I came back for family reasons. I needed to be with my family when they needed me. We came here together with that Colombian boyfriend in order to settle somewhere in Europe, but somehow we couldn’t figure it all out. We kept running into new bureaucratic problems, he couldn´t stay in my country and to make matters even worse, the COVID-19 pandemic came into it and thus it was impossible for me to travel abroad and meet him. Exhaustion and stress have marked our relationship a lot.
When I returned, I wanted to completely change my European life, instead of pharmacy, I wanted to focus on yoga and Ayurveda. Everything I collected along the way, I wanted to transform into my own form of yoga. But the COVID-19 prevented all this, it would be crazy to try to survive in these conditions with a brand new yoga center. I accepted it the way it is. Even though we sometimes think it’s the right time, circumstances can show us that we were wrong and make us wait. Maybe I haven’t really processed yet everything I’ve experienced and learned along the way.
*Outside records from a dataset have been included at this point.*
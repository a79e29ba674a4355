// Copyright (C) 2026 Fred Clausen
// Use of this source code is governed by an MIT-style
// license that can be found in the LICENSE file or at
// https://opensource.org/licenses/MIT.

//! Tenant and profile provisioning.
//!
//! The engine only reads profiles; these writes exist for the server's
//! bootstrap path and for tests.

use diesel::prelude::*;
use diesel::{MysqlConnection, SqliteConnection};
use tracing::info;
use tradeflow_domain::TenantId;

use crate::backend::PersistenceBackend;
use crate::diesel_schema::{profiles, tenants};
use crate::error::PersistenceError;

backend_fn! {
/// Creates a tenant.
///
/// # Errors
///
/// Returns an error if the insert fails.
pub fn create_tenant(conn: &mut _, tenant_name: &str) -> Result<TenantId, PersistenceError> {
    diesel::insert_into(tenants::table)
        .values(tenants::tenant_name.eq(tenant_name))
        .execute(conn)?;

    let tenant_id: i64 = conn.get_last_insert_rowid()?;
    info!(tenant_id, tenant_name, "Created tenant");
    Ok(TenantId::new(tenant_id))
}
}

backend_fn! {
/// Creates or replaces the profile of `user_id`.
///
/// # Errors
///
/// Returns an error if the write fails, including when `tenant` does not
/// exist.
pub fn upsert_profile(
    conn: &mut _,
    user_id: &str,
    tenant: Option<TenantId>,
) -> Result<(), PersistenceError> {
    let tenant_id: Option<i64> = tenant.map(|t| t.value());

    conn.transaction::<_, PersistenceError, _>(|conn| {
        let updated: usize = diesel::update(profiles::table)
            .filter(profiles::user_id.eq(user_id))
            .set(profiles::tenant_id.eq(tenant_id))
            .execute(conn)?;

        if updated == 0 {
            diesel::insert_into(profiles::table)
                .values((
                    profiles::user_id.eq(user_id),
                    profiles::tenant_id.eq(tenant_id),
                ))
                .execute(conn)?;
        }
        Ok(())
    })?;

    info!(user_id, tenant_id, "Saved profile");
    Ok(())
}
}
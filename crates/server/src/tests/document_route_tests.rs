// Copyright (C) 2026 Fred Clausen
// Use of this source code is governed by an MIT-style
// license that can be found in the LICENSE file or at
// https://opensource.org/licenses/MIT.

use axum::{Router, http::StatusCode};

use super::helpers::{DISPATCHER, create_test_app, estimate_document, send, work_order_document};

#[tokio::test]
async fn test_allocate_without_identity_is_unauthorized() {
    let app: Router = create_test_app();

    let (status, body) = send(
        &app,
        "POST",
        "/numbers/allocate",
        None,
        Some(serde_json::json!({ "kind": "work_order" })),
    )
    .await;

    assert_eq!(status, StatusCode::UNAUTHORIZED);
    assert_eq!(body["error"], true);
}

#[tokio::test]
async fn test_allocate_for_unknown_user_is_forbidden() {
    let app: Router = create_test_app();

    let (status, _) = send(
        &app,
        "POST",
        "/numbers/allocate",
        Some("stranger"),
        Some(serde_json::json!({ "kind": "work_order" })),
    )
    .await;

    assert_eq!(status, StatusCode::FORBIDDEN);
}

#[tokio::test]
async fn test_allocate_returns_first_number() {
    let app: Router = create_test_app();

    let (status, body) = send(
        &app,
        "POST",
        "/numbers/allocate",
        Some(DISPATCHER),
        Some(serde_json::json!({ "kind": "work_order" })),
    )
    .await;

    assert_eq!(status, StatusCode::OK);
    assert_eq!(body["sequence"], 1);
    let number: &str = body["number"].as_str().unwrap();
    assert!(number.starts_with("WO-"));
    assert!(number.ends_with("-0001"));
}

#[tokio::test]
async fn test_allocate_unknown_kind_is_bad_request() {
    let app: Router = create_test_app();

    let (status, _) = send(
        &app,
        "POST",
        "/numbers/allocate",
        Some(DISPATCHER),
        Some(serde_json::json!({ "kind": "quote" })),
    )
    .await;

    assert_eq!(status, StatusCode::BAD_REQUEST);
}

#[tokio::test]
async fn test_create_then_get_document() {
    let app: Router = create_test_app();

    let (status, created) = send(
        &app,
        "POST",
        "/documents",
        Some(DISPATCHER),
        Some(serde_json::json!({ "document": work_order_document() })),
    )
    .await;
    assert_eq!(status, StatusCode::CREATED);
    assert_eq!(created["status"], "open");

    let id: i64 = created["id"].as_i64().unwrap();
    let (status, fetched) = send(
        &app,
        "GET",
        &format!("/documents/work_order/{id}"),
        Some(DISPATCHER),
        None,
    )
    .await;
    assert_eq!(status, StatusCode::OK);
    assert_eq!(fetched["number"], created["number"]);
}

#[tokio::test]
async fn test_get_missing_document_is_not_found() {
    let app: Router = create_test_app();

    let (status, _) = send(&app, "GET", "/documents/invoice/42", Some(DISPATCHER), None).await;

    assert_eq!(status, StatusCode::NOT_FOUND);
}

#[tokio::test]
async fn test_duplicate_number_is_conflict() {
    let app: Router = create_test_app();
    let request = serde_json::json!({
        "number": "WO-2024-0007",
        "document": work_order_document(),
    });

    let (first, _) = send(
        &app,
        "POST",
        "/documents",
        Some(DISPATCHER),
        Some(request.clone()),
    )
    .await;
    let (second, _) = send(&app, "POST", "/documents", Some(DISPATCHER), Some(request)).await;

    assert_eq!(first, StatusCode::CREATED);
    assert_eq!(second, StatusCode::CONFLICT);
}

#[tokio::test]
async fn test_status_update_and_bad_status() {
    let app: Router = create_test_app();
    let (_, created) = send(
        &app,
        "POST",
        "/documents",
        Some(DISPATCHER),
        Some(serde_json::json!({ "document": estimate_document("120.00") })),
    )
    .await;
    let id: i64 = created["id"].as_i64().unwrap();

    let (status, updated) = send(
        &app,
        "POST",
        "/documents/status",
        Some(DISPATCHER),
        Some(serde_json::json!({ "kind": "estimate", "id": id, "status": "sent" })),
    )
    .await;
    assert_eq!(status, StatusCode::OK);
    assert_eq!(updated["status"], "sent");

    let (status, _) = send(
        &app,
        "POST",
        "/documents/status",
        Some(DISPATCHER),
        Some(serde_json::json!({ "kind": "estimate", "id": id, "status": "scheduled" })),
    )
    .await;
    assert_eq!(status, StatusCode::BAD_REQUEST);
}

#[tokio::test]
async fn test_numbering_update_is_visible_on_read() {
    let app: Router = create_test_app();

    let (status, _) = send(
        &app,
        "PUT",
        "/numbering",
        Some(DISPATCHER),
        Some(serde_json::json!({ "kind": "purchase_order", "prefix": "BUY" })),
    )
    .await;
    assert_eq!(status, StatusCode::OK);

    let (status, config) = send(&app, "GET", "/numbering", Some(DISPATCHER), None).await;
    assert_eq!(status, StatusCode::OK);
    let entries = config["entries"].as_array().unwrap();
    assert_eq!(entries.len(), 5);
    let purchase_order = entries
        .iter()
        .find(|e| e["kind"] == "purchase_order")
        .unwrap();
    assert_eq!(purchase_order["prefix"], "BUY");
}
So at the moment I work again as a pharmacist in a pharmacy and I do all these things privately in my free time.
Was it difficult to integrate into “ordinary” life in Slovakia after having been on the road for so long?
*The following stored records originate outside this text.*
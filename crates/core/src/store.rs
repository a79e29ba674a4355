// Copyright (C) 2026 Fred Clausen
// Use of this source code is governed by an MIT-style
// license that can be found in the LICENSE file or at
// https://opensource.org/licenses/MIT.

//! The storage port consumed by the engine.
//!
//! Every call is a single read or write. The engine never opens a transaction
//! across calls, so a multi-step operation can stop halfway when a call fails.

use thiserror::Error;
use tradeflow_domain::{
    DocumentId, DocumentKind, DocumentPatch, DocumentRecord, NewDocument, StoredNumberingConfig,
    TenantId,
};
use uuid::Uuid;

/// A failure reported by the store.
#[derive(Debug, Clone, PartialEq, Eq, Error)]
pub enum StoreError {
    /// The backend could not complete the call.
    #[error("Store failure: {message}")]
    Backend { message: String },
    /// A write collided with a uniqueness constraint.
    #[error("Store conflict: {message}")]
    Conflict { message: String },
    /// A stored row could not be read back into a document.
    #[error("Corrupt stored data: {message}")]
    Corrupt { message: String },
}

impl StoreError {
    #[must_use]
    pub fn backend(message: impl Into<String>) -> Self {
        Self::Backend {
            message: message.into(),
        }
    }
}

/// A caller's profile.
#[derive(Debug, Clone, PartialEq, Eq)]
pub struct Profile {
    pub user_id: String,
    /// `None` when the profile has not been attached to a tenant.
    pub tenant_id: Option<TenantId>,
}

/// Persistent storage for profiles, numbering configuration and documents.
///
/// All document reads and writes are scoped to a tenant. A document of another
/// tenant is indistinguishable from a missing one.
pub trait DocumentStore {
    /// Looks up the profile of a user.
    ///
    /// # Errors
    ///
    /// Returns an error if the store call fails.
    fn find_profile(&mut self, user_id: &str) -> Result<Option<Profile>, StoreError>;

    /// Lists every stored number of `kind` for the tenant, in no particular order.
    ///
    /// # Errors
    ///
    /// Returns an error if the store call fails.
    fn list_document_numbers(
        &mut self,
        tenant: TenantId,
        kind: DocumentKind,
    ) -> Result<Vec<String>, StoreError>;

    /// Reads the tenant's stored numbering configuration, if any.
    ///
    /// # Errors
    ///
    /// Returns an error if the store call fails.
    fn get_numbering_config(
        &mut self,
        tenant: TenantId,
    ) -> Result<Option<StoredNumberingConfig>, StoreError>;

    /// Replaces the tenant's stored numbering configuration.
    ///
    /// # Errors
    ///
    /// Returns an error if the store call fails.
    fn save_numbering_config(
        &mut self,
        tenant: TenantId,
        config: &StoredNumberingConfig,
    ) -> Result<(), StoreError>;

    /// Reads one document.
    ///
    /// # Errors
    ///
    /// Returns an error if the store call fails.
    fn get_document(
        &mut self,
        tenant: TenantId,
        kind: DocumentKind,
        id: DocumentId,
    ) -> Result<Option<DocumentRecord>, StoreError>;

    /// Finds the document of `kind` produced by the conversion with `key`.
    ///
    /// # Errors
    ///
    /// Returns an error if the store call fails.
    fn find_by_conversion_key(
        &mut self,
        tenant: TenantId,
        kind: DocumentKind,
        key: Uuid,
    ) -> Result<Option<DocumentRecord>, StoreError>;

    /// Persists a new document and returns it with its assigned id.
    ///
    /// # Errors
    ///
    /// Returns `StoreError::Conflict` if the number is already taken within
    /// the tenant for that kind, or another error if the store call fails.
    fn create_document(&mut self, document: &NewDocument) -> Result<DocumentRecord, StoreError>;

    /// Applies a patch to one document and returns the updated record.
    ///
    /// Returns `Ok(None)` if the document does not exist.
    ///
    /// # Errors
    ///
    /// Returns an error if the store call fails.
    fn update_document(
        &mut self,
        tenant: TenantId,
        kind: DocumentKind,
        id: DocumentId,
        patch: &DocumentPatch,
    ) -> Result<Option<DocumentRecord>, StoreError>;
}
Honestly, it was really hard. Quite illogically, I tried to cram my new identity, which I found on the road, into the old one that I had here before. I didn’t realize right away that it was simply impossible to go back and things could never be the way they were before I left. I have returned to a world that has barely changed, but meanwhile I have changed too much. It was a mess. Who am I, what do I really want, and is it possible to achieve it here? … Of course, sometimes there were questions about whether the whole trip was worth me at all only to find out when I come back that I no longer fit here.
I missed here all the interesting travel souls that I was meeting on every corner on the way. I missed my “yoga circles” and all those nice and smiling people, the positive energy they spread. And also markets with fruits and vegetables, herbs, the opportunity to eat like in India.
I had a very difficult time when I started working in the pharmacy again. I was hypersensitive to bad behavior of the people here because I really got used in India to people who behave completely diferently, nicely, politely, always smiling and with respect. Despite these momentary doubts about the worth of my whole journey, because it just wasn’t easy right away after coming back, I’m absolutely convinced that it was the right step in my life, and everything will finally show the reason for which it was all necessary.
Are you planning to travel somewhere again when the situation around the COVID-19 calms down in the world?
Honestly, at the moment I don’t feel like taking my backpack on my back and going for such a long journey, unpacking and unpacking my whole portable “house” on my back every day. And when I imagine that I should go to sleep somewhere on the cardboard instead of the bed now, I definitely don’t want to. It is because I think it is good to step out of the comfort zone from time to time, but constantly exposing yourself to borderline situations is not suitable for anyone. It is good to have a period of determination, risky steps, growth and picking fruits of this growth afterwards. But then, naturally, there must be rest and time for self-reflection so that we can grow again in the future. I need that time for rest now. But in the future I would like to drive the whole South america in a caravan, already with a family, kids and dog on the board.